During a course I did entitled Cross Materials Practice at West Dean College a couple of years ago, I was introduced to porcelain slip. This course was only a couple of days long so I did not have the time then to fully explore the medium and ever since, I have been wanting to play with some slip. So I saw this as the perfect opportunity. This weeks sampling took place in the ceramics department Somerset School of Art. Although Somerset college no longer runs any ceramics course, they still have a ceramics area; it’s small, rarely used but it is fully equipped and I’ve been having lots of fun doing some slip dipping. Is there a technical term for slip dipping?? I’m not sure….. even though the college has a ceramics department, there are no ceramics lecturers so I have no one consult about technical terms. I am learning through playing and I am making up words as I go. Enough words…..more picture; here’s a glimpse of what I’ve been up to.

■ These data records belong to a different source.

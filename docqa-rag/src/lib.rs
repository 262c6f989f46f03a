//! Retrieval-Augmented Generation core for grounded document question
//! answering.
//!
//! This crate provides:
//! - Plain-text loading and overlapping chunking of source documents
//! - A persistable vector index with nearest-neighbor retrieval
//! - A query engine that grounds a generation model in retrieved context
//! - `Embedder`/`Generator` capability traits with OpenAI-backed
//!   implementations behind the `openai` feature
//!
//! The pipeline is request-scoped and stateless between questions: an index
//! is built or loaded once, then any number of [`QueryEngine::answer`]
//! calls may run concurrently against it.

pub mod chunking;
pub mod config;
pub mod document;
pub mod embedding;
pub mod engine;
pub mod error;
pub mod generation;
pub mod index;
pub mod loader;
#[cfg(feature = "openai")]
pub mod openai;

pub use chunking::{CharacterChunker, Chunker, SeparatorChunker};
pub use config::{QaConfig, QaConfigBuilder};
pub use document::{Answer, Chunk, Document, SearchResult};
pub use embedding::Embedder;
pub use engine::{QueryEngine, QueryEngineBuilder};
pub use error::{QaError, Result};
pub use generation::Generator;
pub use index::{SimilarityMetric, VectorIndex};
pub use loader::load_text;
//! End-to-end tests for the query engine with deterministic stand-ins.

mod common;

use std::sync::Arc;

use common::{FailingGenerator, KeywordGenerator, VocabEmbedder};
use docqa_rag::chunking::CharacterChunker;
use docqa_rag::config::QaConfig;
use docqa_rag::engine::QueryEngine;
use docqa_rag::error::QaError;
use docqa_rag::index::{SimilarityMetric, VectorIndex};

const SATURN_TEXT: &str = "Saturn is a gas giant ringed by bands of ice and dust.\n\
Its largest moon Titan hides lakes of liquid methane beneath an orange haze.\n\
A hexagonal storm wider than Earth spins endlessly above the north pole.";

fn vocab_embedder() -> Arc<VocabEmbedder> {
    Arc::new(VocabEmbedder::new(vec!["ring", "titan", "storm", "methane"]))
}

fn engine_with(generator: Arc<dyn docqa_rag::Generator>) -> QueryEngine {
    QueryEngine::builder()
        .config(
            QaConfig::builder()
                .chunk_size(140)
                .chunk_overlap(60)
                .top_k(4)
                .build()
                .unwrap(),
        )
        .embedder(vocab_embedder())
        .generator(generator)
        .chunker(Arc::new(CharacterChunker::new(140, 60).unwrap()))
        .build()
        .unwrap()
}

#[tokio::test]
async fn answering_before_an_index_is_attached_fails() {
    let engine = engine_with(Arc::new(KeywordGenerator));
    let result = engine.answer("anything at all?").await;
    assert!(matches!(result, Err(QaError::IndexNotReady)));
}

#[tokio::test]
async fn builder_rejects_missing_components() {
    let result = QueryEngine::builder().config(QaConfig::default()).build();
    assert!(matches!(result, Err(QaError::ConfigError(_))));
}

#[tokio::test]
async fn question_covered_by_one_chunk_is_answered_from_it() {
    let dir = tempfile::tempdir().unwrap();
    let doc_path = dir.path().join("saturn.txt");
    tokio::fs::write(&doc_path, SATURN_TEXT).await.unwrap();
    let index_path = dir.path().join("rag_index");

    let engine = engine_with(Arc::new(KeywordGenerator));
    let index = engine.build_index(&doc_path, &index_path).await.unwrap();

    // Three sentences split into two overlapping chunks; the storm appears
    // only in the second.
    assert_eq!(index.len(), 2);
    assert!(index_path.join("meta.json").is_file());
    assert!(index_path.join("chunks.json").is_file());

    let answer = engine.answer("What storm spins above the north pole?").await.unwrap();

    assert_eq!(answer.sources.len(), 2);
    assert_eq!(answer.sources[0].chunk.id, "saturn_1");
    assert!(answer.sources[0].chunk.text.contains("storm"));
    assert!(!answer.text.is_empty());
    assert!(!answer.text.to_lowercase().contains("don't know"));
}

#[tokio::test]
async fn uncovered_question_yields_an_explicit_dont_know() {
    let dir = tempfile::tempdir().unwrap();
    let doc_path = dir.path().join("saturn.txt");
    tokio::fs::write(&doc_path, SATURN_TEXT).await.unwrap();

    let engine = engine_with(Arc::new(KeywordGenerator));
    engine.build_index(&doc_path, dir.path().join("rag_index")).await.unwrap();

    let answer = engine.answer("Who composed the moonlight sonata?").await.unwrap();
    assert!(answer.text.to_lowercase().contains("don't know"));
}

#[tokio::test]
async fn a_persisted_index_answers_after_reload() {
    let dir = tempfile::tempdir().unwrap();
    let doc_path = dir.path().join("saturn.txt");
    tokio::fs::write(&doc_path, SATURN_TEXT).await.unwrap();
    let index_path = dir.path().join("rag_index");

    let builder_engine = engine_with(Arc::new(KeywordGenerator));
    builder_engine.build_index(&doc_path, &index_path).await.unwrap();

    // A fresh engine, as a restarted process would construct, loading the
    // persisted index with the same embedding function.
    let reader_engine = engine_with(Arc::new(KeywordGenerator));
    reader_engine.load_index(&index_path).await.unwrap();

    let answer = reader_engine.answer("What storm spins above the north pole?").await.unwrap();
    assert_eq!(answer.sources[0].chunk.id, "saturn_1");
    assert!(!answer.text.to_lowercase().contains("don't know"));
}

#[tokio::test]
async fn generation_failures_surface_as_generation_error() {
    let dir = tempfile::tempdir().unwrap();
    let doc_path = dir.path().join("saturn.txt");
    tokio::fs::write(&doc_path, SATURN_TEXT).await.unwrap();

    let engine = engine_with(Arc::new(FailingGenerator));
    engine.build_index(&doc_path, dir.path().join("rag_index")).await.unwrap();

    let result = engine.answer("What storm spins above the north pole?").await;
    assert!(matches!(result, Err(QaError::GenerationError { .. })));
}

#[tokio::test]
async fn an_attached_empty_index_propagates_empty_index() {
    let engine = engine_with(Arc::new(KeywordGenerator));
    let empty = VectorIndex::build(Vec::new(), &*vocab_embedder(), SimilarityMetric::Cosine)
        .await
        .unwrap();
    engine.attach_index(Arc::new(empty)).await;

    let result = engine.answer("anything?").await;
    assert!(matches!(result, Err(QaError::EmptyIndex)));
}

#[tokio::test]
async fn attaching_a_new_index_swaps_what_answers_see() {
    let dir = tempfile::tempdir().unwrap();
    let doc_path = dir.path().join("saturn.txt");
    tokio::fs::write(&doc_path, SATURN_TEXT).await.unwrap();

    let engine = engine_with(Arc::new(KeywordGenerator));
    assert!(engine.index().await.is_none());

    engine.build_index(&doc_path, dir.path().join("rag_index")).await.unwrap();
    let first = engine.index().await.unwrap();

    engine.build_index(&doc_path, dir.path().join("rag_index_2")).await.unwrap();
    let second = engine.index().await.unwrap();

    assert!(!Arc::ptr_eq(&first, &second));
}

These samples show the various pieces of slip dipped horse hair fabrics hanging out to dry following being submerged in porcelain. I also experimented with hole sizes as I plan to stitch the pieces once fired.

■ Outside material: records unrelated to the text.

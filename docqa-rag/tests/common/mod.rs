//! Deterministic stand-ins for the embedding and generation capabilities.

#![allow(dead_code)]

use async_trait::async_trait;

use docqa_rag::{Embedder, Generator, QaError, Result};

/// Hashes bytes into a fixed number of buckets. Deterministic and cheap;
/// distinct texts almost always get distinct vectors.
pub struct HashEmbedder {
    pub dimensions: usize,
}

#[async_trait]
impl Embedder for HashEmbedder {
    fn name(&self) -> &str {
        "hash-stub"
    }

    async fn embed(&self, text: &str) -> Result<Vec<f32>> {
        let mut vector = vec![0.0f32; self.dimensions];
        for (i, byte) in text.bytes().enumerate() {
            vector[(byte as usize + i) % self.dimensions] += 1.0;
        }
        Ok(vector)
    }

    fn dimensions(&self) -> usize {
        self.dimensions
    }
}

/// Embeds text as occurrence counts over a fixed vocabulary, so relevance
/// is controlled entirely by which terms a text mentions.
pub struct VocabEmbedder {
    vocabulary: Vec<&'static str>,
}

impl VocabEmbedder {
    pub fn new(vocabulary: Vec<&'static str>) -> Self {
        Self { vocabulary }
    }
}

#[async_trait]
impl Embedder for VocabEmbedder {
    fn name(&self) -> &str {
        "vocab-stub"
    }

    async fn embed(&self, text: &str) -> Result<Vec<f32>> {
        let lower = text.to_lowercase();
        Ok(self.vocabulary.iter().map(|term| lower.matches(term).count() as f32).collect())
    }

    fn dimensions(&self) -> usize {
        self.vocabulary.len()
    }
}

/// Follows the grounding instruction faithfully: answers from the context
/// when a question keyword appears in it, otherwise declines.
pub struct KeywordGenerator;

#[async_trait]
impl Generator for KeywordGenerator {
    fn name(&self) -> &str {
        "keyword-stub"
    }

    async fn generate(&self, prompt: &str) -> Result<String> {
        let (head, tail) =
            prompt.split_once("\n\nQuestion:").ok_or_else(|| QaError::GenerationError {
                provider: "keyword-stub".into(),
                message: "prompt missing question section".into(),
            })?;
        let context = head.split_once("Context:\n").map(|(_, c)| c).unwrap_or("").to_lowercase();
        let question =
            tail.split_once("\n\nHelpful answer:").map(|(q, _)| q).unwrap_or(tail).to_lowercase();

        let grounded = question
            .split_whitespace()
            .map(|word| word.trim_matches(|c: char| !c.is_alphanumeric()))
            .filter(|word| word.len() >= 5)
            .any(|word| context.contains(word));

        if grounded {
            let cited = context.lines().next().unwrap_or("").trim().to_string();
            Ok(format!("Based on the provided context: {cited}"))
        } else {
            Ok("I don't know.".to_string())
        }
    }
}

/// Always fails, for exercising error propagation.
pub struct FailingGenerator;

#[async_trait]
impl Generator for FailingGenerator {
    fn name(&self) -> &str {
        "failing-stub"
    }

    async fn generate(&self, _prompt: &str) -> Result<String> {
        Err(QaError::GenerationError {
            provider: "failing-stub".into(),
            message: "model is down".into(),
        })
    }
}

Other investigations involved cutting out the fabrics before dipping
Here are the bisque fired samples, and the thing that immediately caught my eye is what happens to metal in the kiln. I love the contrast of the dark oxidised lines against the bright white porcelain. I have yet to fire these to the higher temperature, so these lovely marks may still disappear. However this is something I am going to further investigate.
Obviously still inspired by mending; this sampler is informed by staple and rivet mending of porcelain (see my research in previous blog post)
The contrast of black squiggly lines on the white clay is beautiful and such a interesting way to create marks. Next on my list of samplers to make is further explorations of this as drawing medium…..eeek….exciting!!
Other ideas include the linking and stitching up of porcelain fragments. Now that I have tested hole sizes which can be stitched, my next samples will be designed to be fragments that jigsaw together.
Not all samples proved successful and most are extremely delicate and crumbled away, but still it is interesting to see the traces of the horse hair fabric which was encased in porcelain. The other smooth layer flakes away to reveal the fabric imprinted surface within.